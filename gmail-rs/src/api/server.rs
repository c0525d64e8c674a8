//! API Server - HTTP server for the mailbox REST API

use axum::{
    routing::{delete, get, post},
    Router,
};
use std::sync::Arc;
use tower_http::cors::{Any, CorsLayer};
use tower_http::trace::TraceLayer;
use tracing::info;

use crate::api::handlers::{self, AppState};
use crate::gmail::OAuthSession;
use crate::service::EmailService;

pub struct ApiServer {
    state: Arc<AppState>,
    addr: String,
}

impl ApiServer {
    pub fn new(service: EmailService, session: Option<Arc<OAuthSession>>, addr: String) -> Self {
        let state = Arc::new(AppState { service, session });
        Self { state, addr }
    }

    pub fn state(&self) -> &Arc<AppState> {
        &self.state
    }

    /// Build the router with all routes
    pub fn router(&self) -> Router {
        router(self.state.clone())
    }

    /// Start the API server
    pub async fn run(&self) -> std::io::Result<()> {
        let router = self.router();

        info!("Starting API server on {}", self.addr);

        let listener = tokio::net::TcpListener::bind(&self.addr).await?;
        axum::serve(listener, router).await?;

        Ok(())
    }
}

/// Routes under `/api`, with permissive CORS for the browser frontend
pub fn router(state: Arc<AppState>) -> Router {
    let cors = CorsLayer::new()
        .allow_origin(Any)
        .allow_methods(Any)
        .allow_headers(Any);

    let email_routes = Router::new()
        .route("/inbox", get(handlers::inbox))
        .route("/sent", get(handlers::sent))
        .route("/spam", get(handlers::spam))
        .route("/starred", get(handlers::starred))
        .route("/all", get(handlers::all))
        .route("/:id", delete(handlers::delete_email))
        .route("/:id/star", post(handlers::toggle_star))
        .route("/:id/read", post(handlers::mark_as_read))
        .route("/:id/spam", post(handlers::move_to_spam))
        .route("/:id/spam-check", get(handlers::check_message));

    let spam_routes = Router::new()
        .route("/sample", get(handlers::sample_spam))
        .route("/keywords", post(handlers::add_keywords))
        .route("/patterns", post(handlers::add_patterns));

    let api_routes = Router::new()
        .route("/health", get(handlers::health))
        .route("/send-email", post(handlers::send_email))
        .route("/test-spam", post(handlers::test_spam))
        .nest("/emails", email_routes)
        .nest("/spam", spam_routes);

    Router::new()
        .nest("/api", api_routes)
        .layer(TraceLayer::new_for_http())
        .layer(cors)
        .with_state(state)
}
//! Field extraction from Gmail API messages

use base64::alphabet;
use base64::engine::{DecodePaddingMode, GeneralPurpose, GeneralPurposeConfig};
use base64::Engine as _;

use super::types::{labels, EmailSummary, GmailMessage, MessagePart};
use crate::error::{MailError, Result};

/// Gmail emits base64url both with and without padding
const URL_SAFE_LENIENT: GeneralPurpose = GeneralPurpose::new(
    &alphabet::URL_SAFE,
    GeneralPurposeConfig::new().with_decode_padding_mode(DecodePaddingMode::Indifferent),
);

/// Subject shown for messages without a Subject header
pub const NO_SUBJECT: &str = "No Subject";

/// Build the client-facing summary of a message.
///
/// For sent mail the recipient replaces the sender, so the sent view shows who
/// the message went to.
pub fn parse_email(message: &GmailMessage) -> Result<EmailSummary> {
    let payload = message
        .payload
        .as_ref()
        .ok_or_else(|| MailError::Parse(format!("message {} has no payload", message.id)))?;

    let mut from = header(payload, "From").unwrap_or_else(|| "Unknown".to_string());
    if message.has_label(labels::SENT) {
        if let Some(to) = header(payload, "To").filter(|to| !to.is_empty()) {
            from = to;
        }
    }

    Ok(EmailSummary {
        id: message.id.clone(),
        subject: header(payload, "Subject").unwrap_or_else(|| NO_SUBJECT.to_string()),
        from,
        date: header(payload, "Date").unwrap_or_default(),
        body: plain_text_body(payload)?,
        is_unread: message.has_label(labels::UNREAD),
        is_starred: message.has_label(labels::STARRED),
    })
}

/// Case-insensitive header lookup, first match wins
pub fn header(part: &MessagePart, name: &str) -> Option<String> {
    part.headers
        .iter()
        .find(|h| h.name.eq_ignore_ascii_case(name))
        .map(|h| h.value.clone())
}

/// First `text/plain` part of a multipart message, or the top-level body
fn plain_text_body(payload: &MessagePart) -> Result<String> {
    if !payload.parts.is_empty() {
        let plain = payload
            .parts
            .iter()
            .find(|p| p.mime_type.as_deref() == Some("text/plain"));

        return match plain.and_then(|p| p.body.as_ref()).and_then(|b| b.data.as_deref()) {
            Some(data) => decode_body(data),
            None => Ok(String::new()),
        };
    }

    match payload.body.as_ref().and_then(|b| b.data.as_deref()) {
        Some(data) => decode_body(data),
        None => Ok(String::new()),
    }
}

pub fn decode_body(data: &str) -> Result<String> {
    let bytes = URL_SAFE_LENIENT
        .decode(data.trim())
        .map_err(|e| MailError::Parse(format!("base64url body: {}", e)))?;
    String::from_utf8(bytes).map_err(|e| MailError::Parse(format!("utf-8 body: {}", e)))
}
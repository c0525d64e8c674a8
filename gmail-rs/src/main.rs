use anyhow::Context;
use clap::{Parser, Subcommand};
use gmail_rs::api::ApiServer;
use gmail_rs::config::{Config, LoggingConfig};
use gmail_rs::gmail::{GmailClient, OAuthSession};
use gmail_rs::service::EmailService;
use spam_rs::SpamClassifier;
use std::sync::Arc;
use tracing::info;
use tracing_subscriber::{fmt, layer::SubscriberExt, util::SubscriberInitExt, EnvFilter};

#[derive(Parser)]
#[command(name = "gmail-rs")]
#[command(about = "Gmail REST backend with spam classification", long_about = None)]
struct Cli {
    /// Configuration file (TOML)
    #[arg(short, long, default_value = "config.toml")]
    config: String,

    #[command(subcommand)]
    command: Option<Commands>,
}

#[derive(Subcommand)]
enum Commands {
    /// Authenticate and serve the REST API (default)
    Serve,
    /// Obtain a token, running the consent flow when none is cached
    Auth,
    /// Classify a message locally
    Classify {
        #[arg(short, long, default_value = "")]
        subject: String,
        #[arg(short, long, default_value = "")]
        body: String,
    },
}

fn init_logging(logging: &LoggingConfig) {
    let filter = EnvFilter::try_from_default_env()
        .unwrap_or_else(|_| EnvFilter::new(&logging.level));

    let registry = tracing_subscriber::registry().with(filter);
    if logging.format == "json" {
        registry.with(fmt::layer().json()).init();
    } else {
        registry.with(fmt::layer()).init();
    }
}

fn build_classifier(config: &Config) -> anyhow::Result<SpamClassifier> {
    let mut classifier = SpamClassifier::new();
    classifier.add_keywords(&config.spam.extra_keywords);
    classifier
        .add_patterns(&config.spam.extra_patterns)
        .context("Invalid pattern in spam.extra_patterns")?;
    Ok(classifier)
}

async fn serve(config: Config) -> anyhow::Result<()> {
    info!("Starting gmail-rs");
    info!("  API listening on: {}", config.server.listen_addr);
    info!("  Gmail API base: {}", config.gmail.api_base);

    let classifier = build_classifier(&config)?;

    let session = Arc::new(
        OAuthSession::new(&config.gmail)
            .await
            .context("Failed to load Gmail client secrets")?,
    );
    session
        .authenticate()
        .await
        .context("Gmail authentication failed")?;

    let client = Arc::new(GmailClient::new(&config.gmail.api_base, session.clone())?);
    let service = EmailService::new(client, classifier, config.gmail.max_results);

    let server = ApiServer::new(service, Some(session), config.server.listen_addr.clone());
    server.run().await.context("API server failed")?;
    Ok(())
}

async fn authorize(mut config: Config) -> anyhow::Result<()> {
    config.gmail.interactive_auth = true;
    let session = OAuthSession::new(&config.gmail)
        .await
        .context("Failed to load Gmail client secrets")?;
    session
        .authenticate()
        .await
        .context("Gmail authentication failed")?;
    println!("Token stored in {}", session.token_path().display());
    Ok(())
}

#[tokio::main]
async fn main() -> anyhow::Result<()> {
    let cli = Cli::parse();

    let config = Config::load(&cli.config)
        .with_context(|| format!("Failed to load configuration from {}", cli.config))?;
    init_logging(&config.logging);

    match cli.command.unwrap_or(Commands::Serve) {
        Commands::Serve => serve(config).await,
        Commands::Auth => authorize(config).await,
        Commands::Classify { subject, body } => {
            let classifier = build_classifier(&config)?;
            let verdict = if classifier.classify(&subject, &body) {
                "spam"
            } else {
                "not spam"
            };
            println!("{}", verdict);
            Ok(())
        }
    }
}
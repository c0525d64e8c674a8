//! gmail-rs: REST backend for a Gmail mailbox
//!
//! Exposes inbox, sent, spam, starred and all-mail listings, message
//! mutations (star, read, spam, delete), sending, and rule-based spam
//! classification over HTTP.
//!
//! # Example
//!
//! ```no_run
//! use gmail_rs::api::ApiServer;
//! use gmail_rs::gmail::{GmailClient, OAuthSession};
//! use gmail_rs::service::EmailService;
//! use gmail_rs::Config;
//! use spam_rs::SpamClassifier;
//! use std::sync::Arc;
//!
//! #[tokio::main]
//! async fn main() -> Result<(), Box<dyn std::error::Error>> {
//!     let config = Config::load("config.toml")?;
//!
//!     let session = Arc::new(OAuthSession::new(&config.gmail).await?);
//!     session.authenticate().await?;
//!
//!     let client = Arc::new(GmailClient::new(&config.gmail.api_base, session.clone())?);
//!     let service = EmailService::new(client, SpamClassifier::new(), config.gmail.max_results);
//!
//!     ApiServer::new(service, Some(session), config.server.listen_addr.clone())
//!         .run()
//!         .await?;
//!     Ok(())
//! }
//! ```
//!
//! # Modules
//!
//! - [`api`]: HTTP routes and handlers
//! - [`config`]: Configuration management
//! - [`error`]: Error types and handling
//! - [`gmail`]: Gmail API client, OAuth and message parsing
//! - [`service`]: Mailbox operations combined with the spam classifier

pub mod api;
pub mod config;
pub mod error;
pub mod gmail;
pub mod service;

// Re-export commonly used types
pub use config::Config;
pub use error::{MailError, Result};
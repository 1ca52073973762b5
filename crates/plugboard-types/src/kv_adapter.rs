//! Key-value persistence adapter
//!
//! Stores serialized configuration documents under a (namespace, key) pair.
//! Implementations must make each `put` durable before returning.

use async_trait::async_trait;
use std::fmt::Debug;

use crate::prelude::*;
use crate::value::Value;

/// Namespace holding one document per plugin module, keyed by module name
pub const NS_PLUGINS: &str = "plugins";
/// Namespace for host-level configuration such as the command table
pub const NS_CONFIG: &str = "config";
/// Key of the command table inside `NS_CONFIG`
pub const KEY_COMMANDS: &str = "commands";

#[async_trait]
pub trait KvAdapter: Debug + Send + Sync {
	/// Store `value` under (namespace, key), replacing any previous document
	async fn put(&self, namespace: &str, key: &str, value: &Value) -> ClResult<()>;

	/// Read the document stored under (namespace, key)
	async fn get(&self, namespace: &str, key: &str) -> ClResult<Option<Value>>;

	/// Remove a document. Returns whether anything was removed.
	async fn delete(&self, namespace: &str, key: &str) -> ClResult<bool>;

	/// List all keys of a namespace in ascending order
	async fn list_keys(&self, namespace: &str) -> ClResult<Vec<Box<str>>>;
}

// vim: ts=4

=-=-=-=-=

● **WORK TASK**
Some lines in the material contain "json". Show all of them.

● **SOLVED EXERCISE**
    if logging.format == "json" {
        registry.with(fmt::layer().json()).init();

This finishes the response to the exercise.